Let’s start with Oliver Jole. He’s the admiral of the space fleet of the planet Barrayar, stationed above the planet Sergyar, discovered about 40 years previously. The humans colonizing Sergyar have been learning how to co-exist with its rich and fascinating native ecology, but Oliver hasn’t seen much of that. He’s basically a bureaucrat, keeping his crews and ships ready in case of war, although thankfully things have been peaceful. He’s also turning 50 years old, and wondering about the next stages of his life. Oliver’s long-time love interest has recently passed away at age 87, which was still middle-aged because human life expectancy has improved. Now he’s considering whether to start a new relationship. He’s also considering whether to have children, which no longer requires a female partner or surrogate because conception and gestation can be handled in a laboratory. With these topics on his mind, he heads to the countryside for a weekend date with an old friend (and potential new lover), Cordelia Vorkosigan. They go sailing, get drenched in a sudden rainstorm, and spend a romantic night together, and then the next day they go out on the lake again, this time in an unusual, transparent canoe. From page 129:

“Oh, you have to see all this,” said Cordelia, the first words she had spoken for a while. “Turn around and take a look.”

Jole shipped his paddle, grasped the thwarts, and swung around with all the due care of a fully dressed man not wishing to convert his boat ride into a swim. The canoe was broad in the beam, however, and quite stable for its class. He stared down through the hull, and then, after a moment, slid to his knees for a closer view. And then to his hands and knees.

It was like being a bird looking down through an alien forest. He could count three…six, eight different sorts of little creatures moving through the shading stems. Even more shapes than the round and six-limbed models familiar from dry land, and remarkable subtle colors, reds and blues, silvery and orange, in stripes and spots and chevrons. A larger ovoid slid past, then jerked aside; its… meal?… escaped in a gold flash and a cloud of bronze smoke, and Jole laughed half in surprise, half in delight. “What are all those things? What are they called?” And why, for all the times he’d skimmed over this very lake, had he never noticed them before?

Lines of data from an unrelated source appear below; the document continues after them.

//! Client session loop
//!
//! Drives one connection from login to exit over any line-oriented
//! reader/writer pair, so the console and TCP transports share it.

use log::{debug, error, info, warn};
use std::io;
use tokio::io::{AsyncBufRead, AsyncBufReadExt, AsyncReadExt, AsyncWrite, AsyncWriteExt};

use crate::auth::AuthOutcome;
use crate::client::SessionState;
use crate::error::ShellError;
use crate::error::handlers::{auth_reply, handle_error};
use crate::protocol::{CommandStatus, handle_command, handle_content, parse_command};
use crate::server::SessionRouter;

const GREETING: &str = "Welcome to RAX FS Shell\r\n";

/// Why an input line was refused.
#[derive(Debug, Clone, Copy, PartialEq, Eq)]
enum LineError {
    /// Longer than the limit; the rest of the line was discarded.
    TooLong,
    /// Not valid UTF-8.
    BadEncoding,
}

impl LineError {
    fn reply(self) -> &'static str {
        match self {
            LineError::TooLong => "Error: Command too long\r\n",
            LineError::BadEncoding => "Error: invalid input encoding\r\n",
        }
    }
}

/// Reads one line holding at most `limit` bytes before its newline and
/// strips the terminator. `None` at end of input.
///
/// Never buffers more than `limit + 1` bytes of a line.
async fn read_line<R>(
    reader: &mut R,
    limit: usize,
) -> io::Result<Option<Result<String, LineError>>>
where
    R: AsyncBufRead + Unpin,
{
    let cap = (limit as u64).saturating_add(1);
    let mut buf = Vec::new();
    let n = (&mut *reader).take(cap).read_until(b'\n', &mut buf).await?;
    if n == 0 {
        return Ok(None);
    }

    if buf.last() != Some(&b'\n') && n as u64 >= cap {
        discard_line(reader).await?;
        return Ok(Some(Err(LineError::TooLong)));
    }

    while matches!(buf.last(), Some(b'\n' | b'\r')) {
        buf.pop();
    }
    Ok(Some(String::from_utf8(buf).map_err(|_| LineError::BadEncoding)))
}

/// Skips input up to and including the next newline.
async fn discard_line<R>(reader: &mut R) -> io::Result<()>
where
    R: AsyncBufRead + Unpin,
{
    loop {
        let available = reader.fill_buf().await?;
        if available.is_empty() {
            return Ok(());
        }
        match available.iter().position(|&b| b == b'\n') {
            Some(i) => {
                reader.consume(i + 1);
                return Ok(());
            }
            None => {
                let len = available.len();
                reader.consume(len);
            }
        }
    }
}

async fn send<W>(writer: &mut W, text: &str) -> io::Result<()>
where
    W: AsyncWrite + Unpin,
{
    writer.write_all(text.as_bytes()).await?;
    writer.flush().await
}

/// Handles a shell session from greeting to exit.
///
/// - Prompts for login and password until credentials are accepted,
///   rejected, or input ends.
/// - Dispatches each command line through `handle_command`.
/// - A `WriteTextFile` command consumes the following line as content.
pub async fn handle_client<R, W>(
    mut reader: R,
    mut writer: W,
    router: &SessionRouter,
    peer: &str,
    max_command_length: usize,
) -> io::Result<()>
where
    R: AsyncBufRead + Unpin,
    W: AsyncWrite + Unpin,
{
    let mut state = SessionState::Unauthenticated;

    send(&mut writer, GREETING).await?;

    while matches!(state, SessionState::Unauthenticated) {
        send(&mut writer, "Login: ").await?;
        let username = match read_line(&mut reader, max_command_length).await? {
            None => {
                info!("{} disconnected during login", peer);
                return Ok(());
            }
            Some(Ok(line)) => line.trim().to_string(),
            Some(Err(e)) => {
                warn!("{} sent an unreadable login line: {:?}", peer, e);
                send(&mut writer, e.reply()).await?;
                continue;
            }
        };

        send(&mut writer, "Password: ").await?;
        let password = match read_line(&mut reader, max_command_length).await? {
            None => {
                info!("{} disconnected during login", peer);
                return Ok(());
            }
            Some(Ok(line)) => line,
            Some(Err(e)) => {
                warn!("{} sent an unreadable password line: {:?}", peer, e);
                send(&mut writer, e.reply()).await?;
                continue;
            }
        };

        match router.login(&mut state, &username, &password).await {
            Ok(AuthOutcome::Registered) => {
                send(&mut writer, &format!("Registered new user {username}\r\n")).await?;
            }
            Ok(AuthOutcome::Authenticated) => {}
            Err(e) => {
                send(&mut writer, &auth_reply(&e)).await?;
                handle_error(&ShellError::Auth(e));
            }
        }
    }

    if state.is_terminated() {
        return Ok(());
    }

    if let Err(e) = router.activate(&mut state).await {
        handle_error(&e);
        let reply = match &e {
            ShellError::Auth(auth) => auth_reply(auth),
            _ => "Error: could not open home directory\r\n".to_string(),
        };
        send(&mut writer, &reply).await?;
        return Ok(());
    }

    let result = command_loop(&mut reader, &mut writer, &mut state, peer, max_command_length).await;
    router.terminate(&mut state).await;
    result
}

async fn command_loop<R, W>(
    reader: &mut R,
    writer: &mut W,
    state: &mut SessionState,
    peer: &str,
    max_command_length: usize,
) -> io::Result<()>
where
    R: AsyncBufRead + Unpin,
    W: AsyncWrite + Unpin,
{
    let state_name = state.name();
    let Some(session) = state.session_mut() else {
        error!("Command loop entered while {}", state_name);
        return Ok(());
    };
    loop {
        send(writer, &session.prompt()).await?;

        let line = match read_line(reader, max_command_length).await? {
            None => {
                info!("Input closed by {}", peer);
                return Ok(());
            }
            Some(Ok(line)) => line,
            Some(Err(e)) => {
                warn!("{} sent an unreadable command: {:?}", peer, e);
                send(writer, e.reply()).await?;
                continue;
            }
        };

        let command = parse_command(&line);
        debug!("Received from {}: {:?}", peer, &command);

        let result = handle_command(session, &command);
        if let Some(msg) = &result.message {
            send(writer, msg).await?;
        }

        match result.status {
            CommandStatus::CloseConnection => {
                info!("{} exited", peer);
                return Ok(());
            }
            CommandStatus::AwaitContent(target) => {
                let content = match read_line(reader, max_command_length).await? {
                    None => {
                        info!("Input closed by {} before file content", peer);
                        return Ok(());
                    }
                    Some(Ok(content)) => content,
                    Some(Err(e)) => {
                        warn!("{} sent unreadable content for {}: {:?}", peer, target, e);
                        send(writer, e.reply()).await?;
                        continue;
                    }
                };
                let result = handle_content(session, &target, &content);
                if let Some(msg) = &result.message {
                    send(writer, msg).await?;
                }
            }
            CommandStatus::Success | CommandStatus::Failure(_) => {}
        }
    }
}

Now let’s turn to Flight Behavior, which I just finished reading last night. It starts with our point-of-view character, Dellarobia Turnbow, hiking up the mountain behind the Tennessee property where she lives with her dull-witted but generally kind husband and their two small children, next-door to her rather tiresome parents-in-law. Dellarobia needs something more from life. At this point she’s prepared to throw away everything she has for a tryst with a hot young guy she’s met, and as her thoughts go on and on, we readers hope she’ll rethink that decision, although what she’d be throwing away may not be that great. As she approaches the place they’ve planned to meet, though, Dellarobia comes across something extraordinary. (I’m going to condense the text, as it lasts for several pages, pages 13-16.)

“…here something was wrong. Or just strange. … The view across the valley was puzzling and unreal, like a sci-fi movie. … The branches seemed to writhe. She took a small automatic step backward from the overlook and the worrisome trees, although they stood far away across the thin air of the hollow. She reached into her purse for a cigarette, then stopped.

“A small shift between cloud and sun altered the daylight, and the whole landscape intensified, brightening before her eyes. The forest blazed with its own internal flame. “Jesus,” she said, not calling for help, she and Jesus weren’t that close, but putting her voice in the world because nothing else present made sense. The sun slipped out by another degree, passing its warmth across the land, and the mountain seemed to explode with light. … “Jesus God,” she said again. No words came to her that seemed sane. Trees turned to fire, a burning bush. … A forest fire, if that’s what it was, would roar. This consternation swept the mountain in perfect silence. …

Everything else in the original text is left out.